Session S08 - Inverse Problems and Applications
Wednesday, July 14, 17:00 ~ 17:30 UTC-3
Mechanical Characterization of Trabecular Bone
María Gabriela Messineo
INTEMA - Universidad Nacional de Mar del Plata, Argentina - This email address is being protected from spambots. You need JavaScript enabled to view it.
Life expectancy worldwide has been increasing during last decades, resulting in a significant proliferation of bone diseases such as osteoporosis [1]. Osteoporosis leads to the loss of bone mass, highly increasing the fracture risk. This entails an enormous cost for the social security system around the world. There is plenty research effort aimed at a better understanding of bone mechanics to improve diagnosis and treatments.
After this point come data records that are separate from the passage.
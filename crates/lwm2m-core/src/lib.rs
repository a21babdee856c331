//! Wire and data model shared by the LwM2M client: identifiers, the
//! `Value` tagged union, and the TLV codec. No I/O lives here.

pub mod path;
pub mod tlv;
pub mod value;

pub use path::{InstanceId, ObjectId, Path, ResourceId, ResourceInstanceId};
pub use tlv::{TlvError, TlvKind};
pub use value::{Value, ValueKind};
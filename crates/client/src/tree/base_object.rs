//! `BaseObject`: an ordered `InstanceId -> ObjectInstance` map with
//! create-on-POST, delete-on-DELETE, and the bootstrap reset-to-default
//! behavior spec'd in §4.2/§4.5.

use std::collections::BTreeMap;

use lwm2m_core::tlv::pack_object_instance;
use lwm2m_core::InstanceId;

use crate::error::CoreError;
use crate::tree::instance::ObjectInstance;

pub type InstanceFactory = Box<dyn Fn() -> ObjectInstance + Send + Sync>;
pub type DefaultFactory = Box<dyn Fn() -> BTreeMap<InstanceId, ObjectInstance> + Send + Sync>;
pub type TopologyChangeHook = Box<dyn Fn() + Send + Sync>;

pub struct BaseObject {
    instances: BTreeMap<InstanceId, ObjectInstance>,
    dynamic: bool,
    factory: Option<InstanceFactory>,
    default_factory: Option<DefaultFactory>,
    on_topology_change: Option<TopologyChangeHook>,
}

impl BaseObject {
    /// A static base object: fixed instances, no create/delete.
    pub fn static_object(instances: BTreeMap<InstanceId, ObjectInstance>) -> BaseObject {
        BaseObject {
            instances,
            dynamic: false,
            factory: None,
            default_factory: None,
            on_topology_change: None,
        }
    }

    /// A dynamic base object (e.g. Wi-Fi profiles): supports POST
    /// create / DELETE instance, and signals topology change on either.
    pub fn dynamic_object(
        instances: BTreeMap<InstanceId, ObjectInstance>,
        factory: InstanceFactory,
        on_topology_change: TopologyChangeHook,
    ) -> BaseObject {
        BaseObject {
            instances,
            dynamic: true,
            factory: Some(factory),
            default_factory: None,
            on_topology_change: Some(on_topology_change),
        }
    }

    /// A bootstrappable base object (Security/Server): static from the
    /// client's perspective (no server-visible create/delete of
    /// instances outside bootstrap) but resettable to its default
    /// single instance on DELETE `/O`.
    pub fn bootstrappable(default_factory: DefaultFactory) -> BaseObject {
        let instances = default_factory();
        BaseObject {
            instances,
            dynamic: false,
            factory: None,
            default_factory: Some(default_factory),
            on_topology_change: None,
        }
    }

    pub fn get(&self, id: InstanceId) -> Option<&ObjectInstance> {
        self.instances.get(&id)
    }

    pub fn get_mut(&mut self, id: InstanceId) -> Option<&mut ObjectInstance> {
        self.instances.get_mut(&id)
    }

    pub fn instance_ids(&self) -> impl Iterator<Item = InstanceId> + '_ {
        self.instances.keys().copied()
    }

    pub fn is_empty(&self) -> bool {
        self.instances.is_empty()
    }

    /// Pack every instance as an OBJECT_INSTANCE TLV, ascending id —
    /// the wire form when addressed by GET `/O`.
    pub fn encode(&self) -> Vec<u8> {
        let mut out = Vec::new();
        for (id, instance) in &self.instances {
            out.extend(pack_object_instance(*id, &instance.encode()));
        }
        out
    }

    /// POST with no payload: create a default instance at
    /// `max(existing)+1` (0 if empty).
    pub fn create_default(&mut self) -> Result<InstanceId, CoreError> {
        self.create(None)
    }

    /// POST with a TLV payload: create then atomically apply the
    /// payload, the same way an ObjectInstance PUT would.
    pub fn create(&mut self, payload: Option<&[u8]>) -> Result<InstanceId, CoreError> {
        let factory = self
            .factory
            .as_ref()
            .ok_or(CoreError::MethodNotAllowed)?;
        let next_id = self.instances.keys().next_back().map(|id| id + 1).unwrap_or(0);
        let mut instance = factory();
        if let Some(payload) = payload {
            instance.write_atomic(payload)?;
        }
        self.instances.insert(next_id, instance);
        if let Some(hook) = &self.on_topology_change {
            hook();
        }
        Ok(next_id)
    }

    /// DELETE on a dynamic instance. Static instances (including
    /// bootstrappable Security/Server ones) answer MethodNotAllowed.
    pub fn delete_instance(&mut self, id: InstanceId) -> Result<(), CoreError> {
        if !self.dynamic {
            return Err(CoreError::MethodNotAllowed);
        }
        if self.instances.remove(&id).is_none() {
            return Err(CoreError::NotFound);
        }
        if let Some(hook) = &self.on_topology_change {
            hook();
        }
        Ok(())
    }

    /// DELETE `/O`: reset to the post-bootstrap default instance set.
    /// Only meaningful for bootstrappable base objects.
    pub fn reset_to_default(&mut self) -> Result<(), CoreError> {
        let default_factory = self.default_factory.as_ref().ok_or(CoreError::MethodNotAllowed)?;
        self.instances = default_factory();
        Ok(())
    }
}

#[cfg(test)]
mod tests {
    use super::*;

    #[test]
    fn create_default_picks_max_plus_one() {
        let mut base = BaseObject::dynamic_object(BTreeMap::new(), Box::new(ObjectInstance::new), Box::new(|| {}));
        assert_eq!(base.create_default().unwrap(), 0);
        assert_eq!(base.create_default().unwrap(), 1);
        base.delete_instance(0).unwrap();
        assert_eq!(base.create_default().unwrap(), 2);
    }

    #[test]
    fn delete_on_static_instance_is_not_allowed() {
        let mut instances = BTreeMap::new();
        instances.insert(0, ObjectInstance::new());
        let mut base = BaseObject::static_object(instances);
        assert!(matches!(base.delete_instance(0), Err(CoreError::MethodNotAllowed)));
    }

    #[test]
    fn reset_to_default_restores_initial_instances() {
        let mut base = BaseObject::bootstrappable(Box::new(|| {
            let mut m = BTreeMap::new();
            m.insert(0, ObjectInstance::new());
            m
        }));
        base.create(None).unwrap_err(); // no factory registered for bootstrappable objects
        assert_eq!(base.instance_ids().count(), 1);
        base.reset_to_default().unwrap();
        assert_eq!(base.instance_ids().count(), 1);
    }
}
//! Observation fan-out: a changed resource notifies subscribers at the
//! resource, its owning instance, and its owning base object, each
//! with the TLV encoding of the node *they* subscribed to, not of the
//! node that changed.

use std::sync::Arc;

use lwm2m_core::{InstanceId, ObjectId, ResourceId};
use lwm2m_coap::{Endpoint, MediaType, ObserveRegistry};

use super::Tree;

pub struct Notifier {
    registry: Arc<ObserveRegistry>,
    endpoint: Arc<Endpoint>,
}

impl Notifier {
    pub fn new(registry: Arc<ObserveRegistry>, endpoint: Arc<Endpoint>) -> Notifier {
        Notifier { registry, endpoint }
    }

    pub fn registry(&self) -> &Arc<ObserveRegistry> {
        &self.registry
    }

    /// Called after a resource-level write's response has been
    /// prepared: mutate, encode the response, then notify, so an
    /// observer never sees a notification race ahead of the writer's
    /// own ACK. Fans out to observers of the resource, the instance,
    /// and the base object in turn.
    pub async fn notify_resource_changed(&self, tree: &Tree, object: ObjectId, instance: InstanceId, resource: ResourceId) {
        if let Ok(bytes) = tree.encode_resource(object, instance, resource) {
            let path = vec![object.to_string(), instance.to_string(), resource.to_string()];
            self.registry.notify(&self.endpoint, &path, MediaType::Tlv.code(), bytes).await;
        }
        self.notify_instance_changed(tree, object, instance).await;
    }

    pub async fn notify_instance_changed(&self, tree: &Tree, object: ObjectId, instance: InstanceId) {
        if let Ok(bytes) = tree.encode_instance(object, instance) {
            let path = vec![object.to_string(), instance.to_string()];
            self.registry.notify(&self.endpoint, &path, MediaType::Tlv.code(), bytes).await;
        }
        self.notify_base_object_changed(tree, object).await;
    }

    pub async fn notify_base_object_changed(&self, tree: &Tree, object: ObjectId) {
        if let Ok(bytes) = tree.encode_base_object(object) {
            let path = vec![object.to_string()];
            self.registry.notify(&self.endpoint, &path, MediaType::Tlv.code(), bytes).await;
        }
    }
}

#[cfg(test)]
mod tests {
    use super::*;
    use crate::tree::base_object::BaseObject;
    use crate::tree::instance::ObjectInstance;
    use crate::tree::resource::{Resource, SingleResource};
    use lwm2m_core::Value;
    use std::collections::BTreeMap;

    #[tokio::test]
    async fn resource_change_notifies_all_three_granularities() {
        let endpoint = Endpoint::bind("127.0.0.1:0".parse().unwrap()).await.unwrap();
        let registry = Arc::new(ObserveRegistry::new());
        let peer: std::net::SocketAddr = "127.0.0.1:9999".parse().unwrap();
        registry.register(vec!["3".into(), "0".into(), "13".into()], peer, vec![1]).await;
        registry.register(vec!["3".into(), "0".into()], peer, vec![2]).await;
        registry.register(vec!["3".into()], peer, vec![3]).await;

        let mut tree = Tree::new();
        let mut inst = ObjectInstance::new();
        inst.insert(13, Resource::Single(SingleResource::new(Value::Integer(1000))));
        let mut instances = BTreeMap::new();
        instances.insert(0, inst);
        tree.insert_object(3, BaseObject::static_object(instances));

        let notifier = Notifier::new(registry, endpoint);
        notifier.notify_resource_changed(&tree, 3, 0, 13).await;
        // No panics and no observers left dangling is the main property
        // under test here; the socket-level delivery is covered in
        // lwm2m-coap's own transport tests.
    }
}
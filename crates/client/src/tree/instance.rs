//! `ObjectInstance`: an ordered `ResourceId -> Resource` map with the
//! atomic whole-instance write spec'd in §4.2.

use std::collections::BTreeMap;

use lwm2m_core::tlv::{self, TlvKind};
use lwm2m_core::{ResourceId, Value};

use crate::error::CoreError;
use crate::tree::resource::Resource;

pub struct ObjectInstance {
    resources: BTreeMap<ResourceId, Resource>,
}

impl ObjectInstance {
    pub fn new() -> ObjectInstance {
        ObjectInstance {
            resources: BTreeMap::new(),
        }
    }

    pub fn insert(&mut self, id: ResourceId, resource: Resource) {
        self.resources.insert(id, resource);
    }

    pub fn get(&self, id: ResourceId) -> Option<&Resource> {
        self.resources.get(&id)
    }

    pub fn get_mut(&mut self, id: ResourceId) -> Option<&mut Resource> {
        self.resources.get_mut(&id)
    }

    pub fn resource_ids(&self) -> impl Iterator<Item = ResourceId> + '_ {
        self.resources.keys().copied()
    }

    /// Pack this instance's resources as concatenated TLVs, ascending
    /// id, with no ObjectInstance wrapper — the wire form when
    /// addressed directly by GET `/O/I`.
    pub fn encode(&self) -> Vec<u8> {
        let mut out = Vec::new();
        for (id, resource) in &self.resources {
            out.extend(resource.encode(*id));
        }
        out
    }

    /// Apply a PUT/POST payload of resource/multi-resource TLVs
    /// atomically: every item is decoded and variant-checked against
    /// the existing resource before any mutation; unknown resource ids
    /// are silently skipped (forward compatibility), any other failure
    /// aborts with no mutation at all.
    pub fn write_atomic(&mut self, payload: &[u8]) -> Result<(), CoreError> {
        enum Pending {
            Single(ResourceId, Value),
            Multi(ResourceId, Vec<(lwm2m_core::ResourceInstanceId, Value)>),
        }

        let mut pending = Vec::new();
        let mut rest = payload;
        while !rest.is_empty() {
            let (kind, id, value_bytes, remain) = tlv::decode_tlv(rest)?;
            rest = remain;

            let Some(resource) = self.resources.get(&id) else {
                continue;
            };
            let Some(value_kind) = resource.kind() else {
                return Err(CoreError::MethodNotAllowed);
            };

            match kind {
                TlvKind::ResourceValue => {
                    let value = tlv::decode_value(value_kind, value_bytes)?;
                    if value.kind() != value_kind {
                        return Err(CoreError::VariantMismatch {
                            expected: value_kind,
                            got: value.kind(),
                        });
                    }
                    pending.push(Pending::Single(id, value));
                }
                TlvKind::MultipleResource => {
                    let instances = tlv::decode_multi_resource(value_kind, value_bytes)?;
                    pending.push(Pending::Multi(id, instances));
                }
                TlvKind::ObjectInstance | TlvKind::ResourceInstance => {
                    return Err(CoreError::ValidationFailed(
                        "object-instance payload must contain only resource-level TLVs".into(),
                    ));
                }
            }
        }

        for item in pending {
            match item {
                Pending::Single(id, value) => {
                    self.resources.get_mut(&id).unwrap().write_single(value)?;
                }
                Pending::Multi(id, instances) => {
                    self.resources.get_mut(&id).unwrap().write_multi(instances)?;
                }
            }
        }
        Ok(())
    }
}

impl Default for ObjectInstance {
    fn default() -> Self {
        ObjectInstance::new()
    }
}

#[cfg(test)]
mod tests {
    use super::*;
    use crate::tree::resource::SingleResource;
    use lwm2m_core::tlv::pack_resource_value;

    fn instance_with(id0: Value, id1: Value) -> ObjectInstance {
        let mut inst = ObjectInstance::new();
        inst.insert(0, Resource::Single(SingleResource::new(id0)));
        inst.insert(1, Resource::Single(SingleResource::new(id1)));
        inst
    }

    #[test]
    fn atomic_write_applies_all_or_nothing() {
        let mut inst = instance_with(Value::String("a".into()), Value::Integer(1));
        let mut payload = pack_resource_value(0, &Value::String("b".into()));
        payload.extend(pack_resource_value(1, &Value::String("wrong-variant".into())));

        let result = inst.write_atomic(&payload);
        assert!(result.is_err());
        assert_eq!(inst.get(0).unwrap().read_single().unwrap(), Value::String("a".into()));
        assert_eq!(inst.get(1).unwrap().read_single().unwrap(), Value::Integer(1));
    }

    #[test]
    fn atomic_write_succeeds_when_all_items_valid() {
        let mut inst = instance_with(Value::String("a".into()), Value::Integer(1));
        let mut payload = pack_resource_value(0, &Value::String("b".into()));
        payload.extend(pack_resource_value(1, &Value::Integer(2)));

        inst.write_atomic(&payload).unwrap();
        assert_eq!(inst.get(0).unwrap().read_single().unwrap(), Value::String("b".into()));
        assert_eq!(inst.get(1).unwrap().read_single().unwrap(), Value::Integer(2));
    }

    #[test]
    fn unknown_resource_id_is_silently_ignored() {
        let mut inst = instance_with(Value::String("a".into()), Value::Integer(1));
        let payload = pack_resource_value(99, &Value::Integer(7));
        inst.write_atomic(&payload).unwrap();
        assert_eq!(inst.get(0).unwrap().read_single().unwrap(), Value::String("a".into()));
    }
}
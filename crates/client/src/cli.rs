//! CLI flags and the process exit codes the supervisor maps its
//! outcomes to.

use clap::Parser;

use crate::constants::{DEFAULT_BOOTSTRAP_PORT, DEFAULT_COAP_PORT, DEFAULT_LIFETIME_SECS};

#[derive(Debug, Parser, Clone)]
#[command(name = "lwm2m-client", about = "LwM2M client for an IG60-class gateway")]
pub struct Args {
    /// Local address to bind the CoAP endpoint to.
    #[arg(long, default_value = "0.0.0.0")]
    pub address: String,

    /// Local port to bind the CoAP endpoint to.
    #[arg(long, default_value_t = DEFAULT_COAP_PORT)]
    pub port: u16,

    /// Bootstrap server address, when bootstrapping is configured.
    #[arg(long)]
    pub bootstrap_address: Option<String>,

    /// Bootstrap server port.
    #[arg(long, default_value_t = DEFAULT_BOOTSTRAP_PORT)]
    pub bootstrap_port: u16,

    /// Bootstrap PSK, hex-encoded.
    #[arg(long)]
    pub bootstrap_psk: Option<String>,

    /// Management server address, when bootstrap is not configured.
    #[arg(long)]
    pub server_address: Option<String>,

    /// Management server port.
    #[arg(long, default_value_t = DEFAULT_COAP_PORT)]
    pub server_port: u16,

    /// Management server PSK, hex-encoded.
    #[arg(long)]
    pub server_psk: Option<String>,

    /// LwM2M endpoint client name.
    #[arg(long)]
    pub endpoint: String,

    /// Registration lifetime in seconds (overridden by bootstrap if the
    /// server writes a positive lifetime into `/1/0/1`).
    #[arg(long, default_value_t = DEFAULT_LIFETIME_SECS)]
    pub lifetime: u32,

    /// Enable debug-level logging.
    #[arg(long)]
    pub debug: bool,
}

/// `errno`-style exit codes rather than raw numbers, matching the
/// platform's values for anyone grepping a failing service's exit
/// status.
pub mod exit_code {
    pub const SUCCESS: i32 = 0;
    /// Ctrl-C / cancellation.
    pub const EINTR: i32 = 4;
    /// No network interfaces matched the bearer preference list.
    pub const ENONET: i32 = 64;
    /// A software install was activated; an external manager should
    /// swap the binary and restart it.
    pub const ENOPKG: i32 = 65;
    /// Any other failure after exhausting retries.
    pub const EAGAIN: i32 = 11;
}

#[cfg(test)]
mod tests {
    use super::*;

    #[test]
    fn parses_minimal_required_flags() {
        let args = Args::parse_from(["lwm2m-client", "--endpoint", "urn:imei:123"]);
        assert_eq!(args.endpoint, "urn:imei:123");
        assert_eq!(args.port, DEFAULT_COAP_PORT);
        assert!(!args.debug);
    }
}
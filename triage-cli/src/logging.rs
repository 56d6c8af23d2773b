use tracing_subscriber::EnvFilter;

/// Log to stderr so `--json` output on stdout stays parseable.
///
/// `RUST_LOG` wins over the configured level.
pub fn init(level: &str) {
    let filter = EnvFilter::try_from_default_env()
        .or_else(|_| EnvFilter::try_new(level))
        .unwrap_or_else(|_| EnvFilter::new("warn"));

    let _ = tracing_subscriber::fmt()
        .with_env_filter(filter)
        .with_target(false)
        .with_writer(std::io::stderr)
        .try_init();
}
A comprehensive characterization of bone structure is relevant to assess some aspects of its properties which are not yet understood. Quantitative ultrasound (QUS) methodologies have proven to be suitable for in vivo bone evaluation, as transmitted waves bring information about its mechanical properties. The most usual QUS techniques measure the speed of sound (SOS) and the broadband ultrasonic attenuation (BUA) [2-6]. In vitro SOS measurements are typically done via transmission tests in which a bone sample is placed in a water tank between a wave source and a wave receiver. Experimental studies have demonstrated that SOS is highly correlated with the bone volume-to-total volume ratio, BVTV, (volume of mineralised bone per unit volume of the sample), the bone mineral density (BMD) and bone strength. This suggests that SOS also might be a good candidate for fracture risk prediction. Cancellous bone is a poroelastic and biphasic medium composed of an elastic skeleton (trabecular network) filled with a viscous fluid (bone marrow). Theoretical models using the Biot theory [7,8] –initially developed in the context of geophysical applications– have been applied to model ultrasound in cancellous bone with some success. Biot's model predicts the existence of two longitudinal waves resulting from the coupling of the fluid and the solid. Experimental and theoretical works provide evidence that the propagation speed of both waves is influenced not only by BVTB, but also by the bone structural anisotropy and the orientation of the ultrasound beam relatively to the direction of trabeculae alignment [9].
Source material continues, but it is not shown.